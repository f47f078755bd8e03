// src/services/question_bank.rs

use std::collections::{BTreeSet, HashSet};
use std::fmt;
use std::fs;
use std::path::Path;

use validator::Validate;

use crate::models::question::{Difficulty, Question};

const BUNDLED_QUESTIONS: &str = include_str!("../../data/questions.json");

#[derive(Debug)]
pub enum QuestionBankError {
    Io(String),
    Parse(String),
    Invalid(String),
}

impl fmt::Display for QuestionBankError {
    fn fmt(&self, f: &mut fmt::Formatter<'_>) -> fmt::Result {
        match self {
            QuestionBankError::Io(msg) => write!(f, "failed to read question bank: {}", msg),
            QuestionBankError::Parse(msg) => write!(f, "failed to parse question bank: {}", msg),
            QuestionBankError::Invalid(msg) => write!(f, "invalid question bank: {}", msg),
        }
    }
}

impl std::error::Error for QuestionBankError {}

/// The read-only question pool every quiz session draws from.
#[derive(Debug, Clone)]
pub struct QuestionBank {
    questions: Vec<Question>,
}

impl QuestionBank {
    /// Validates every question and rejects the pool as a whole on the first bad entry.
    pub fn new(questions: Vec<Question>) -> Result<Self, QuestionBankError> {
        if questions.is_empty() {
            return Err(QuestionBankError::Invalid("question pool is empty".to_string()));
        }

        let mut seen = HashSet::new();
        for q in &questions {
            q.validate()
                .map_err(|e| QuestionBankError::Invalid(format!("question '{}': {}", q.id, e)))?;

            if q.correct_answer_index >= q.options.len() {
                return Err(QuestionBankError::Invalid(format!(
                    "question '{}': correct answer index {} out of range",
                    q.id, q.correct_answer_index
                )));
            }

            if !seen.insert(q.id.as_str()) {
                return Err(QuestionBankError::Invalid(format!(
                    "duplicate question id '{}'",
                    q.id
                )));
            }
        }

        Ok(Self { questions })
    }

    pub fn from_json_str(raw: &str) -> Result<Self, QuestionBankError> {
        let questions: Vec<Question> =
            serde_json::from_str(raw).map_err(|e| QuestionBankError::Parse(e.to_string()))?;
        Self::new(questions)
    }

    pub fn load_from_file<P: AsRef<Path>>(path: P) -> Result<Self, QuestionBankError> {
        let content =
            fs::read_to_string(path.as_ref()).map_err(|e| QuestionBankError::Io(e.to_string()))?;
        Self::from_json_str(&content)
    }

    /// The dataset compiled into the binary.
    pub fn bundled() -> Result<Self, QuestionBankError> {
        Self::from_json_str(BUNDLED_QUESTIONS)
    }

    pub fn questions(&self) -> &[Question] {
        &self.questions
    }

    pub fn len(&self) -> usize {
        self.questions.len()
    }

    pub fn is_empty(&self) -> bool {
        self.questions.is_empty()
    }

    /// Questions asked by any of `companies`.
    ///
    /// An empty filter, or a filter that matches nothing, yields the whole pool so a
    /// quiz never starts with zero questions.
    pub fn filter_by_companies(&self, companies: &BTreeSet<String>) -> Vec<&Question> {
        if companies.is_empty() {
            return self.questions.iter().collect();
        }

        let matched: Vec<&Question> = self
            .questions
            .iter()
            .filter(|q| q.is_asked_by_any(companies))
            .collect();

        if matched.is_empty() {
            tracing::debug!(?companies, "Company filter matched nothing, using full pool");
            return self.questions.iter().collect();
        }

        matched
    }

    /// Library browsing: every given criterion must match. Unlike the quiz filter there is no fallback.
    pub fn search(
        &self,
        company: Option<&str>,
        topic: Option<&str>,
        difficulty: Option<Difficulty>,
    ) -> Vec<&Question> {
        self.questions
            .iter()
            .filter(|q| company.is_none_or(|c| q.companies.iter().any(|qc| qc.eq_ignore_ascii_case(c))))
            .filter(|q| topic.is_none_or(|t| q.topic.eq_ignore_ascii_case(t)))
            .filter(|q| difficulty.is_none_or(|d| q.difficulty == d))
            .collect()
    }

    pub fn companies(&self) -> Vec<String> {
        let set: BTreeSet<&String> = self.questions.iter().flat_map(|q| &q.companies).collect();
        set.into_iter().cloned().collect()
    }

    pub fn topics(&self) -> Vec<String> {
        let set: BTreeSet<&String> = self.questions.iter().map(|q| &q.topic).collect();
        set.into_iter().cloned().collect()
    }
}

#[cfg(test)]
mod tests {
    use super::*;

    fn question(id: &str, companies: &[&str]) -> Question {
        Question {
            id: id.to_string(),
            prompt: format!("Prompt {}", id),
            options: vec!["A".into(), "B".into(), "C".into(), "D".into()],
            correct_answer_index: 0,
            difficulty: Difficulty::Easy,
            topic: "Arrays".to_string(),
            company_type: "Product".to_string(),
            companies: companies.iter().map(|c| c.to_string()).collect(),
            explanation: String::new(),
        }
    }

    #[test]
    fn test_bundled_bank_is_valid() {
        let bank = QuestionBank::bundled().expect("bundled dataset should load");
        assert!(bank.len() >= 15);
        assert!(!bank.companies().is_empty());
    }

    #[test]
    fn test_rejects_out_of_range_answer() {
        let mut q = question("q1", &["Google"]);
        q.correct_answer_index = 4;
        assert!(matches!(
            QuestionBank::new(vec![q]),
            Err(QuestionBankError::Invalid(_))
        ));
    }

    #[test]
    fn test_rejects_wrong_option_count() {
        let mut q = question("q1", &["Google"]);
        q.options.pop();
        assert!(QuestionBank::new(vec![q]).is_err());
    }

    #[test]
    fn test_rejects_duplicate_ids() {
        let bank = QuestionBank::new(vec![question("q1", &[]), question("q1", &[])]);
        assert!(bank.is_err());
    }

    #[test]
    fn test_filter_keeps_matching_questions() {
        let bank = QuestionBank::new(vec![
            question("q1", &["Google"]),
            question("q2", &["Amazon"]),
            question("q3", &["Google", "Meta"]),
        ])
        .unwrap();

        let filter = BTreeSet::from(["Meta".to_string(), "Google".to_string()]);
        let ids: Vec<&str> = bank
            .filter_by_companies(&filter)
            .iter()
            .map(|q| q.id.as_str())
            .collect();
        assert_eq!(ids, vec!["q1", "q3"]);
    }

    #[test]
    fn test_filter_falls_back_to_full_pool() {
        let bank = QuestionBank::new(vec![question("q1", &["Google"]), question("q2", &[])]).unwrap();

        let filter = BTreeSet::from(["Nobody".to_string()]);
        assert_eq!(bank.filter_by_companies(&filter).len(), 2);
    }

    #[test]
    fn test_search_has_no_fallback() {
        let bank = QuestionBank::new(vec![question("q1", &["Google"])]).unwrap();
        assert!(bank.search(Some("Nobody"), None, None).is_empty());
        assert_eq!(bank.search(Some("google"), Some("arrays"), Some(Difficulty::Easy)).len(), 1);
    }
}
━━━━━━━━━━━━━━━━
Which lines of the records above contain the word "Parse"? Report each one in full.

(SOLVED EXERCISE)
    Parse(String),
            QuestionBankError::Parse(msg) => write!(f, "failed to parse question bank: {}", msg),
            serde_json::from_str(raw).map_err(|e| QuestionBankError::Parse(e.to_string()))?;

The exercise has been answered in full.